Thomas Kennerly Wolfe, Jr. (born March 2, 1931 in Richmond, Virginia), known as Tom Wolfe, is a best-selling American author and journalist. He is one of the founders of the New Journalism movement of the 1960s and 1970s.

Contents

Biography

Wolfe was born in Richmond, Virginia to Thomas Kennerly Wolfe, Sr. and Helen Hughes Wolfe. His father had a Ph.D. from Cornell University and was a professor of agronomy at Virginia Tech. He also owned two farms and was the director of a successful farmer's cooperative. Wolfe Sr.'s success as a businessman afforded the family a genteel lifestyle. Wolfe Sr. also found time to pursue work as an author and journalist. He edited a farming journal, The Southern Planter, and published books on similar topics. It was Wolfe's mother, however, who introduced him to the arts. She enrolled her son in tap dancing and ballet, taught him to sketch and read to him regularly. By the age of 9, Wolfe had started writing. Not yet a teenager, Wolfe attempted to write a biography of Napoleon, and wrote and illustrated a life of Mozart. Wolfe was raised a Presbyterian, but when he was "thirteen or fourteen... just kind of wandered off."[1] Wolfe has a sister who is five years younger.[2]

Education

Wolfe was student council president, editor of the school newspaper and a star baseball player at St. Christopher's School, an Episcopalian all-boys school in Richmond, Virginia.

Upon graduation in 1947 he turned down admission at Princeton University to attend Washington and Lee University, both all-male schools at the time. Wolfe majored in English, and practiced his writing outside the classroom as well. He was the sports editor of the college newspaper and helped found a literary magazine, Shenandoah. Of particular influence was his professor Marshall Fishwick, an American Studies professor educated at Yale. More in the tradition of anthropologists than literary scholars, Fishwick taught his classes to look at the whole of a culture, even those elements considered profane. The very title of Wolfe's undergraduate thesis, "A Zoo Full of Zebras: Anti-Intellectualism in America," evinced his fondness for words and aspirations toward cultural criticism. Wolfe graduated cum laude in 1951.

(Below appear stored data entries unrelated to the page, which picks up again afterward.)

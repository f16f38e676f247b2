//! `blogmark languages` and `blogmark fonts` command implementations.

use blogmark_renderer::{BLOG_FONTS, SUPPORTED_LANGUAGES, TextDirection};
use clap::Args;

use crate::error::CliError;
use crate::output::Output;

/// Arguments for the languages command.
#[derive(Args)]
pub(crate) struct LanguagesArgs {
    /// Only list right-to-left languages.
    #[arg(long)]
    rtl_only: bool,
}

impl LanguagesArgs {
    pub(crate) fn execute(self) -> Result<(), CliError> {
        let output = Output::new();
        for lang in SUPPORTED_LANGUAGES
            .iter()
            .filter(|lang| !self.rtl_only || lang.direction == TextDirection::Rtl)
        {
            output.row(
                &format!("{:<3}", lang.code),
                &format!("{} ({})", lang.name, lang.direction),
            )?;
        }
        Ok(())
    }
}

/// Print the editor font choices with their CSS stacks.
pub(crate) fn list_fonts() -> Result<(), CliError> {
    let output = Output::new();
    for font in BLOG_FONTS {
        output.row(&format!("{:<18}", font.name), font.value)?;
    }
    Ok(())
}
//! `blogmark preview` command implementation.

use std::path::PathBuf;

use blogmark_config::{CliSettings, Config};
use blogmark_renderer::{excerpt, markdown_preview};
use clap::Args;

use crate::error::CliError;
use crate::input::read_input;
use crate::output::Output;

/// Arguments for the preview command.
#[derive(Args)]
pub(crate) struct PreviewArgs {
    /// Markup file to preview (default: stdin, also with "-").
    input: Option<PathBuf>,

    /// Maximum length in characters (overrides config).
    #[arg(short, long)]
    max_length: Option<usize>,

    /// Print the first paragraph instead of the stripped preview.
    #[arg(long)]
    excerpt: bool,

    /// Path to configuration file (default: auto-discover blogmark.toml).
    #[arg(short, long)]
    config: Option<PathBuf>,
}

impl PreviewArgs {
    pub(crate) fn execute(self) -> Result<(), CliError> {
        let cli_settings = CliSettings {
            preview_length: self.max_length,
            ..CliSettings::default()
        };
        let config = Config::load(self.config.as_deref(), Some(&cli_settings))?;
        let markup = read_input(self.input.as_deref())?;

        let text = if self.excerpt {
            excerpt(&markup, config.preview.excerpt_length)
        } else {
            markdown_preview(&markup, config.preview.max_length)
        };

        Output::new().result(&text)?;
        Ok(())
    }
}

#[cfg(test)]
mod tests {
    use super::*;
    use clap::Parser;
    use pretty_assertions::assert_eq;

    #[derive(Parser)]
    struct Harness {
        #[command(flatten)]
        args: PreviewArgs,
    }

    #[test]
    fn test_parse_args() {
        let harness =
            Harness::try_parse_from(["preview", "-", "--max-length", "40", "--excerpt"]).unwrap();

        assert_eq!(harness.args.max_length, Some(40));
        assert!(harness.args.excerpt);
        assert_eq!(harness.args.input, Some(PathBuf::from("-")));
    }

    #[test]
    fn test_zero_length_rejected() {
        let dir = tempfile::tempdir().unwrap();
        let input = dir.path().join("post.md");
        let config = dir.path().join("blogmark.toml");
        std::fs::write(&input, "Body").unwrap();
        std::fs::write(&config, "").unwrap();

        let harness = Harness::try_parse_from([
            "preview",
            input.to_str().unwrap(),
            "--max-length",
            "0",
            "-c",
            config.to_str().unwrap(),
        ])
        .unwrap();
        let err = harness.args.execute().unwrap_err();

        assert!(matches!(err, CliError::Config(_)));
    }
}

Wolfe had continued playing baseball as a pitcher and had begun to play semi-professionally while still in college. In 1952 he earned a tryout with the New York Giants, but was cut after three days, which Wolfe blamed on his inability to throw good fastballs. Wolfe abandoned baseball, and instead followed the example of his professor Marshall Fishwick, by enrolling in Yale University's American Studies doctoral program. His Ph.D. thesis was entitled The League of American Writers: Communist Organizational Activity Among American Writers, 1929-1942.[3] While the thesis was historical, it was on a literary subject and for the thesis Wolfe interviewed many of the writers chronicled in his thesis, including Malcolm Cowley, Archibald MacLeish and James T. Farrell.[4] A biographer remarked on the thesis: "reading it, one sees what has been the most baleful influence of graduate education on many who have suffered through it: it deadens all sense of style."[5]

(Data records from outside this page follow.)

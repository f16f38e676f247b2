//! `blogmark render` command implementation.

use std::path::PathBuf;
use std::time::Instant;

use blogmark_config::{CliSettings, Config};
use blogmark_renderer::TextDirection;
use clap::Args;

use crate::error::CliError;
use crate::input::read_input;
use crate::output::Output;

/// Arguments for the render command.
#[derive(Args)]
pub(crate) struct RenderArgs {
    /// Markup file to render (default: stdin, also with "-").
    input: Option<PathBuf>,

    /// Write HTML to this file instead of stdout.
    #[arg(short, long)]
    output: Option<PathBuf>,

    /// Path to configuration file (default: auto-discover blogmark.toml).
    #[arg(short, long)]
    config: Option<PathBuf>,

    /// Fallback image for captionless images (overrides config).
    #[arg(long)]
    placeholder_image: Option<String>,

    /// Escape directive values, URLs and captions inside attributes.
    #[arg(long)]
    escape_attributes: bool,

    /// Render `---` and `***` lines as horizontal rules.
    #[arg(long)]
    horizontal_rules: bool,

    /// Wrap the fragment in a right-to-left block.
    #[arg(long)]
    rtl: bool,
}

impl RenderArgs {
    /// Execute the render command.
    ///
    /// # Errors
    ///
    /// Returns an error if configuration fails or input/output cannot be accessed.
    pub(crate) fn execute(self) -> Result<(), CliError> {
        let output = Output::new();

        let cli_settings = self.cli_settings();
        let config = Config::load(self.config.as_deref(), Some(&cli_settings))?;
        let markup = read_input(self.input.as_deref())?;

        let start = Instant::now();
        let html = config.render.renderer().render(&markup);
        tracing::info!(
            bytes_in = markup.len(),
            bytes_out = html.len(),
            elapsed_ms = start.elapsed().as_millis(),
            "Rendered markup"
        );

        match &self.output {
            Some(path) => {
                std::fs::write(path, &html)?;
                output.success(&format!("Wrote {}", path.display()));
            }
            None => output.result(&html)?,
        }
        Ok(())
    }

    /// Build config overrides; absent flags leave config values untouched.
    fn cli_settings(&self) -> CliSettings {
        CliSettings {
            placeholder_image: self.placeholder_image.clone(),
            horizontal_rules: self.horizontal_rules.then_some(true),
            escape_attributes: self.escape_attributes.then_some(true),
            direction: self.rtl.then_some(TextDirection::Rtl),
            ..CliSettings::default()
        }
    }
}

Journalism and New Journalism

Though Wolfe was offered teaching jobs in academia, he opted to work as a reporter. In 1956 while still working on his thesis, Wolfe became a reporter for the Springfield Union in Springfield, Massachusetts. Wolfe finished his thesis in 1957 and in 1959 was hired by The Washington Post. Wolfe has said that part of the reason he was hired by the Post was his lack of interest in politics. The Post's city editor was "amazed that Wolfe preferred cityside to Capitol Hill, the beat every reporter wanted." He won an award from the newspaper guild for foreign reporting in Cuba in 1961, and also won the guild's award for humor. While there he experimented with using fiction-writing techniques in feature stories.[6]

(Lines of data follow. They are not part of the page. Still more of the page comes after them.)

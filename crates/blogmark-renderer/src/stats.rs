//! Word count and reading-time estimate.

use std::fmt;

/// Average adult reading speed used by the editor.
pub const DEFAULT_WORDS_PER_MINUTE: u32 = 200;

/// Length of a post body.
#[derive(Clone, Copy, Debug, PartialEq, Eq)]
pub struct ReadingStats {
    /// Whitespace-separated words.
    pub words: usize,
    /// Estimated reading time, never less than one minute.
    pub minutes: u32,
}

impl fmt::Display for ReadingStats {
    fn fmt(&self, f: &mut fmt::Formatter<'_>) -> fmt::Result {
        write!(f, "{} min read", self.minutes)
    }
}

/// Count whitespace-separated words.
#[must_use]
pub fn word_count(text: &str) -> usize {
    text.split_whitespace().count()
}

/// Estimate the reading time of `text` at `words_per_minute`.
///
/// # Examples
///
/// ```
/// use blogmark_renderer::reading_stats;
///
/// let stats = reading_stats(&"word ".repeat(450), 200);
/// assert_eq!(stats.words, 450);
/// assert_eq!(stats.to_string(), "3 min read");
/// ```
#[must_use]
pub fn reading_stats(text: &str, words_per_minute: u32) -> ReadingStats {
    let words = word_count(text);
    let per_minute = usize::try_from(words_per_minute.max(1)).unwrap_or(usize::MAX);
    let minutes = u32::try_from(words.div_ceil(per_minute))
        .unwrap_or(u32::MAX)
        .max(1);
    ReadingStats { words, minutes }
}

In 1962 Wolfe left Washington for New York City, taking a position with the New York Herald-Tribune as a general assignment reporter and a feature writer. The editors of the Herald-Tribune, including Clay Felker of the Sunday section supplement New York magazine, encouraged their writers to break the conventions of newspaper writing.[7] During the 1962 New York City newspaper strike, Wolfe approached Esquire Magazine about an article on the hot rod and custom car culture of Southern California. He struggled with the article until finally a desperate editor, Byron Dobell, suggested that Wolfe send him his notes so they could iron it out together.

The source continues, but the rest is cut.